Mémoires d'Outre-Tombe ...
17 mai 1980 : Ian Curtis, chanteur dépressif et épileptique de Joy Division se dispute pour la énième fois avec sa femme dans la soirée. Il a une vie sentimentale compliquée, marié jeune, père d’une petite fille, vit avec une autre femme et veut divorcer. L’épouse légitime se casse chez sa mère, Ian Curtis regarde à la télé « Stroszek » ("La ballade de Bruno" en français) de Werner Herzog (pas exactement une comédie, c’est l’histoire d’un musicien raté qui finit par se suicider), puis manière de rester dans l’ambiance se passe en boucle « The Idiot » d’Iggy Pop (pas vraiment le genre de disques de fin de banquet). Après cette nuit joviale, au petit matin du 18 Mai, Ian Curtis se pend dans sa cuisine.
Ian Curtis |
Le groupe devait partir sous peu pour une tournée
américaine. Pas sûr que les bouffeurs de burgers auraient fait un triomphe aux
broyeurs de noir anglais, mais Joy Division traversait pas l’Atlantique sans
rien dans la besace. Un single (« Love will tear us apart ») était en
cours de pressage et était le meilleur titre écrit par le groupe. Un
trente-trois tours (fini d’enregistrer, sur lequel ne figure pas « Love … »)

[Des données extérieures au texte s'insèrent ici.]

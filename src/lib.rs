//! FSM Workload: concurrent verifiable load testing for sharded document stores.
//!
//! A harness that launches N independent worker threads against an
//! already-running distributed document store and verifies the results. Each
//! worker runs a probabilistic state machine (FSM) drawn from a seeded RNG
//! stream, issuing multi-document writes and chunk migrations through a stack
//! of retryable operation interceptors, and checking change-stream delivery
//! with a per-worker consistency oracle.
//!
//! # Architecture
//!
//! - **Launcher** composes the workload configuration, spawns one worker per
//!   `tid`, and aggregates per-worker outcomes into a single report.
//! - **`SessionBootstrap`** brings each worker's connection, session, and
//!   retry stack up in a fixed order, then releases all workers together
//!   through a shared startup barrier.
//! - **`FsmExecutor`** runs the weighted state-machine loop for one worker
//!   until its iteration budget, a cooperative stop, or an error.
//! - **`ConsistencyOracle`** validates change-event delivery: strict FIFO
//!   matching when the store applies multi-writes exactly once, duplicate
//!   detection only when it cannot.
//!
//! Workers never share mutable state: correctness under concurrency comes
//! from disjoint owned-id partitions, not locking.
//!
//! # Example
//!
//! ```ignore
//! use std::sync::Arc;
//! use fsm_workload::{migrate, Launcher, SimStore};
//!
//! let store = SimStore::builder().seed(42).build();
//! let launcher = Launcher::new(Arc::new(store.clone()), store.descriptor());
//! let report = launcher.run(&migrate::workload(), &[])?;
//! assert!(report.is_ok());
//! ```

#![deny(unsafe_code)]
#![warn(missing_docs)]
#![warn(clippy::all)]
#![warn(clippy::pedantic)]
#![warn(clippy::nursery)]
#![allow(clippy::module_name_repetitions)]

mod bootstrap;
mod config;
mod context;
mod error;
mod fsm;
mod latch;
mod launcher;
mod oracle;
mod outcome;
mod retry;
mod store;

pub mod migrate;
pub mod profiles;
pub mod sim;

pub use bootstrap::SessionBootstrap;
pub use config::{
    compose, ConfigError, HookFn, StateFn, Transition, WorkloadConfig, WorkloadDecl,
    WorkloadOverlay,
};
pub use context::{
    ClusterDescriptor, ExecutionContext, OwnedPartition, Session, SessionOptions, StepdownConfig,
    WorkerSpec,
};
pub use error::{HarnessError, Result};
pub use fsm::{ExecutorState, FsmExecutor, FsmSummary};
pub use latch::CountdownLatch;
pub use launcher::Launcher;
pub use oracle::{ConsistencyOracle, OracleMode, OracleViolation, PendingEvent};
pub use outcome::{ErrorAggregator, Outcome, RunReport};
pub use retry::{
    BackgroundOpRetry, DropPendingRetry, HashedShardKeyRetry, Idempotency, NetworkRetry,
    RetryLayer, RetryStack, StepdownRetry,
};
pub use sim::SimStore;
pub use store::{
    ChangeCursor, ChangeEvent, ChunkRange, ClusterTime, Connector, Document, DocumentId,
    DocumentStore, OperationType, ResumePoint, ResumeToken, StoreError,
};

devait le suivre. Et forcément tout s’est écroulé … et écoulé en quantités (la
mort est très vendeuse dans le rock), sans toutefois atteindre des ventes
mirobolantes…
Parce que Joy Division n’est pas un groupe facile,
flirtant (et inventant aussi un peu) avec le post-punk, le gothique, la cold
wave, autant de genres musicaux que tout un chacun n’écoute pas forcément au
lever, manière de commencer la journée de bonne humeur. Evidemment, la mort de
Curtis va amplifier le nom et l’importance de son groupe. Le débat le plus
récurrent du rock va se mettre en place. D’un côté les adorateurs de la
première heure qui vous diront que c’était mieux avant, et de l’autre ceux qui
rejoignent la caravane et vous assènent que c’est bien mieux maintenant …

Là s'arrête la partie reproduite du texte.